Members of the commission who supported Greenham’s hiring said the need for immediate and experienced leadership at the agency outweighed the necessity of a job search. Commission member Chris Newell, executive director at the Abbe Museum and senior partner to Wabanaki Nations, said “a time-consuming search” for a new director would have been detrimental to the commission’s work at a time when it’s needed most. Newell, who joined the commission late last year, supported the hiring. “While I cannot report to you things that were said in executive session, I can say there was a recognition from all parties, including the staff, that this process was far from perfect,” he wrote in an email. “As a new board member I can definitely agree with that. It’s an issue that I and others plan to address going forward so we do not find ourselves in this position again in the future. However, in defense of the decision, when it came down to it, David was truly a great fit for the position.”

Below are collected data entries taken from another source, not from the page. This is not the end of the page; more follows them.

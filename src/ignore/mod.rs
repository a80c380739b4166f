//! Gitignore-style exclusion rules
//!
//! Rules come from the configuration and from `.gitignore` files found on the
//! way from a path up to the traversal root. A path is ignored when any rule
//! matches any of its sub-paths; there is no negation and no precedence.

pub mod parser;
pub mod pattern;
pub mod policy;
pub mod rules;

// Re-export commonly used items
pub use pattern::{matches, GlobPattern};
pub use policy::InclusionPolicy;
pub use rules::{GlobalRuleSet, IgnoreRuleSet, PatternFailure};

Commission member, photographer and gallerist Peter Ralston called the hiring “odd but not unheard of,” and said Greenham’s request for a two-year appointment was fair “since he was willing to walk away from a perfectly good job to do this on an interim basis. If anything, that takes guts,” Ralston said. “This is an interim position. This does not mean he will be executive director forever. It’s a two-year appointment; I don’t think it is at all inappropriate.”

Greenham becomes director of the Maine Arts Commission at the same time that U.S. Rep. Chellie Pingree of Maine, D-1st District, becomes the new chair of a powerful House appropriations subcommittee that oversees funding for the National Endowment for the Arts and other cultural agencies. Greenham’s best chance to increase funding and improve efficiency starts in Washington, where Pingree will have more control over purse strings. As the chair of the Appropriations Subcommittee for Interior, Environment and Related Agencies, Pingree has substantial power and influence, with Democrats in control of the House, Senate and White House.

Pingree has positioned herself as an arts advocate and worked with Republicans in rural states to build bipartisan support for arts funding and blunt efforts by the Trump administration to defund the arts. Last week, she touted support for a COVID-19 package that included $135 million each for the NEA and the National Endowment for the Humanities, along with $200 million for the Institute of Museum and Library Services to support heavily impacted organizations. Eventually, some of that will trickle down to Maine and be distributed, in small amounts, to artists and arts groups across the state by the Maine Arts Commission.